Repeat the data exactly, every last line of it.

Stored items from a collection
Content starts

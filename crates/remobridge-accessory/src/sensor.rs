//! [`SensorAccessory`] – the environment sensors built into a remote hub.
//!
//! One accessory per hub that reports at least one reading.  Every read
//! re-resolves the hub by name against the shared snapshot cache, so a hub
//! that disappears from the account reads as unavailable instead of serving
//! a frozen value.

use std::sync::Arc;

use async_trait::async_trait;
use chrono::{DateTime, Utc};
use remobridge_remote::{Clock, RemoteSnapshotCache};
use remobridge_types::{
    BridgeError, CharacteristicKind, CharacteristicSchema, NumericRange, RemoteDevice,
    SensorKind, SensorReading, Value,
};
use tracing::debug;

use crate::accessory::{Accessory, AccessoryCategory, AccessoryInfo, Service, ServiceKind};
use crate::characteristic::{Characteristic, Readable};

/// A positive motion reading older than this counts as "no motion".
pub const MOTION_RECENCY: chrono::Duration = chrono::Duration::minutes(5);

const SENSOR_KINDS: [SensorKind; 4] = [
    SensorKind::Temperature,
    SensorKind::Humidity,
    SensorKind::Illumination,
    SensorKind::Movement,
];

/// Whether `reading` signals motion at `now`.
///
/// The hub keeps reporting its last motion value, so only recent positive
/// readings count.
pub fn motion_detected(reading: &SensorReading, now: DateTime<Utc>) -> bool {
    reading.value > 0.0 && now.signed_duration_since(reading.created_at) < MOTION_RECENCY
}

fn schema_for(kind: SensorKind, reading: &SensorReading, now: DateTime<Utc>) -> CharacteristicSchema {
    match kind {
        SensorKind::Temperature => CharacteristicSchema::new(
            CharacteristicKind::CurrentTemperature,
            Value::Float(reading.value),
        )
        .with_range(NumericRange {
            min: -270.0,
            max: 100.0,
            step: 0.1,
        }),
        SensorKind::Humidity => CharacteristicSchema::new(
            CharacteristicKind::CurrentRelativeHumidity,
            Value::Float(reading.value),
        )
        .with_range(NumericRange {
            min: 0.0,
            max: 100.0,
            step: 1.0,
        }),
        SensorKind::Illumination => CharacteristicSchema::new(
            CharacteristicKind::CurrentAmbientLightLevel,
            Value::Float(reading.value),
        )
        .with_range(NumericRange {
            min: 0.0,
            max: 200.0,
            step: 1.0,
        }),
        SensorKind::Movement => CharacteristicSchema::new(
            CharacteristicKind::MotionDetected,
            Value::Bool(motion_detected(reading, now)),
        ),
    }
}

fn service_kind(kind: SensorKind) -> ServiceKind {
    match kind {
        SensorKind::Temperature => ServiceKind::TemperatureSensor,
        SensorKind::Humidity => ServiceKind::HumiditySensor,
        SensorKind::Illumination => ServiceKind::LightSensor,
        SensorKind::Movement => ServiceKind::MotionSensor,
    }
}

/// Reads one sensor kind of one hub from the snapshot cache.
struct SensorReader {
    cache: Arc<RemoteSnapshotCache>,
    clock: Arc<dyn Clock>,
    device_name: String,
    kind: SensorKind,
}

#[async_trait]
impl Readable for SensorReader {
    async fn read(&self) -> Result<Value, BridgeError> {
        let device = self.cache.device_by_name(&self.device_name).await?;
        let reading = device.reading(self.kind).ok_or_else(|| {
            BridgeError::NotFound(format!(
                "{:?} reading of device '{}'",
                self.kind, self.device_name
            ))
        })?;
        let value = match self.kind {
            SensorKind::Movement => Value::Bool(motion_detected(reading, self.clock.now())),
            _ => Value::Float(reading.value),
        };
        debug!(device = %self.device_name, kind = ?self.kind, ?value, "sensor read");
        Ok(value)
    }
}

pub struct SensorAccessory {
    info: AccessoryInfo,
    services: Vec<Service>,
}

impl SensorAccessory {
    /// Build the accessory for `device`, seeded with its current readings.
    ///
    /// # Errors
    ///
    /// [`BridgeError::Mapping`] when the device carries no sensor at all.
    pub fn new(device: &RemoteDevice, cache: Arc<RemoteSnapshotCache>) -> Result<Self, BridgeError> {
        let clock = cache.clock();
        let now = clock.now();

        let services: Vec<Service> = SENSOR_KINDS
            .into_iter()
            .filter_map(|kind| device.reading(kind).map(|reading| (kind, reading)))
            .map(|(kind, reading)| {
                let reader = SensorReader {
                    cache: Arc::clone(&cache),
                    clock: Arc::clone(&clock),
                    device_name: device.name.clone(),
                    kind,
                };
                Service::new(service_kind(kind)).with_characteristic(
                    Characteristic::new(schema_for(kind, reading, now)).with_reader(Arc::new(reader)),
                )
            })
            .collect();

        if services.is_empty() {
            return Err(BridgeError::Mapping {
                appliance: device.name.clone(),
                details: "device reports no sensor readings".to_string(),
            });
        }

        Ok(Self {
            info: AccessoryInfo::for_hub(device.name.clone(), &device.core()),
            services,
        })
    }
}

impl Accessory for SensorAccessory {
    fn info(&self) -> &AccessoryInfo {
        &self.info
    }

    fn category(&self) -> AccessoryCategory {
        AccessoryCategory::Sensor
    }

    fn services(&self) -> &[Service] {
        &self.services
    }
}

Content ends

SOLUTION TO THIS PROBLEM:
filename crates/remobridge-accessory/src/sensor.rs
//! [`SensorAccessory`] – the environment sensors built into a remote hub.
//!
//! One accessory per hub that reports at least one reading.  Every read
//! re-resolves the hub by name against the shared snapshot cache, so a hub
//! that disappears from the account reads as unavailable instead of serving
//! a frozen value.

use std::sync::Arc;

use async_trait::async_trait;
use chrono::{DateTime, Utc};
use remobridge_remote::{Clock, RemoteSnapshotCache};
use remobridge_types::{
    BridgeError, CharacteristicKind, CharacteristicSchema, NumericRange, RemoteDevice,
    SensorKind, SensorReading, Value,
};
use tracing::debug;

use crate::accessory::{Accessory, AccessoryCategory, AccessoryInfo, Service, ServiceKind};
use crate::characteristic::{Characteristic, Readable};

/// A positive motion reading older than this counts as "no motion".
pub const MOTION_RECENCY: chrono::Duration = chrono::Duration::minutes(5);

const SENSOR_KINDS: [SensorKind; 4] = [
    SensorKind::Temperature,
    SensorKind::Humidity,
    SensorKind::Illumination,
    SensorKind::Movement,
];

/// Whether `reading` signals motion at `now`.
///
/// The hub keeps reporting its last motion value, so only recent positive
/// readings count.
pub fn motion_detected(reading: &SensorReading, now: DateTime<Utc>) -> bool {
    reading.value > 0.0 && now.signed_duration_since(reading.created_at) < MOTION_RECENCY
}

fn schema_for(kind: SensorKind, reading: &SensorReading, now: DateTime<Utc>) -> CharacteristicSchema {
    match kind {
        SensorKind::Temperature => CharacteristicSchema::new(
            CharacteristicKind::CurrentTemperature,
            Value::Float(reading.value),
        )
        .with_range(NumericRange {
            min: -270.0,
            max: 100.0,
            step: 0.1,
        }),
        SensorKind::Humidity => CharacteristicSchema::new(
            CharacteristicKind::CurrentRelativeHumidity,
            Value::Float(reading.value),
        )
        .with_range(NumericRange {
            min: 0.0,
            max: 100.0,
            step: 1.0,
        }),
        SensorKind::Illumination => CharacteristicSchema::new(
            CharacteristicKind::CurrentAmbientLightLevel,
            Value::Float(reading.value),
        )
        .with_range(NumericRange {
            min: 0.0,
            max: 200.0,
            step: 1.0,
        }),
        SensorKind::Movement => CharacteristicSchema::new(
            CharacteristicKind::MotionDetected,
            Value::Bool(motion_detected(reading, now)),
        ),
    }
}

fn service_kind(kind: SensorKind) -> ServiceKind {
    match kind {
        SensorKind::Temperature => ServiceKind::TemperatureSensor,
        SensorKind::Humidity => ServiceKind::HumiditySensor,
        SensorKind::Illumination => ServiceKind::LightSensor,
        SensorKind::Movement => ServiceKind::MotionSensor,
    }
}

/// Reads one sensor kind of one hub from the snapshot cache.
struct SensorReader {
    cache: Arc<RemoteSnapshotCache>,
    clock: Arc<dyn Clock>,
    device_name: String,
    kind: SensorKind,
}

#[async_trait]
impl Readable for SensorReader {
    async fn read(&self) -> Result<Value, BridgeError> {
        let device = self.cache.device_by_name(&self.device_name).await?;
        let reading = device.reading(self.kind).ok_or_else(|| {
            BridgeError::NotFound(format!(
                "{:?} reading of device '{}'",
                self.kind, self.device_name
            ))
        })?;
        let value = match self.kind {
            SensorKind::Movement => Value::Bool(motion_detected(reading, self.clock.now())),
            _ => Value::Float(reading.value),
        };
        debug!(device = %self.device_name, kind = ?self.kind, ?value, "sensor read");
        Ok(value)
    }
}

pub struct SensorAccessory {
    info: AccessoryInfo,
    services: Vec<Service>,
}

impl SensorAccessory {
    /// Build the accessory for `device`, seeded with its current readings.
    ///
    /// # Errors
    ///
    /// [`BridgeError::Mapping`] when the device carries no sensor at all.
    pub fn new(device: &RemoteDevice, cache: Arc<RemoteSnapshotCache>) -> Result<Self, BridgeError> {
        let clock = cache.clock();
        let now = clock.now();

        let services: Vec<Service> = SENSOR_KINDS
            .into_iter()
            .filter_map(|kind| device.reading(kind).map(|reading| (kind, reading)))
            .map(|(kind, reading)| {
                let reader = SensorReader {
                    cache: Arc::clone(&cache),
                    clock: Arc::clone(&clock),
                    device_name: device.name.clone(),
                    kind,
                };
                Service::new(service_kind(kind)).with_characteristic(
                    Characteristic::new(schema_for(kind, reading, now)).with_reader(Arc::new(reader)),
                )
            })
            .collect();

        if services.is_empty() {
            return Err(BridgeError::Mapping {
                appliance: device.name.clone(),
                details: "device reports no sensor readings".to_string(),
            });
        }

        Ok(Self {
            info: AccessoryInfo::for_hub(device.name.clone(), &device.core()),
            services,
        })
    }
}

impl Accessory for SensorAccessory {
    fn info(&self) -> &AccessoryInfo {
        &self.info
    }

    fn category(&self) -> AccessoryCategory {
        AccessoryCategory::Sensor
    }

    fn services(&self) -> &[Service] {
        &self.services
    }
}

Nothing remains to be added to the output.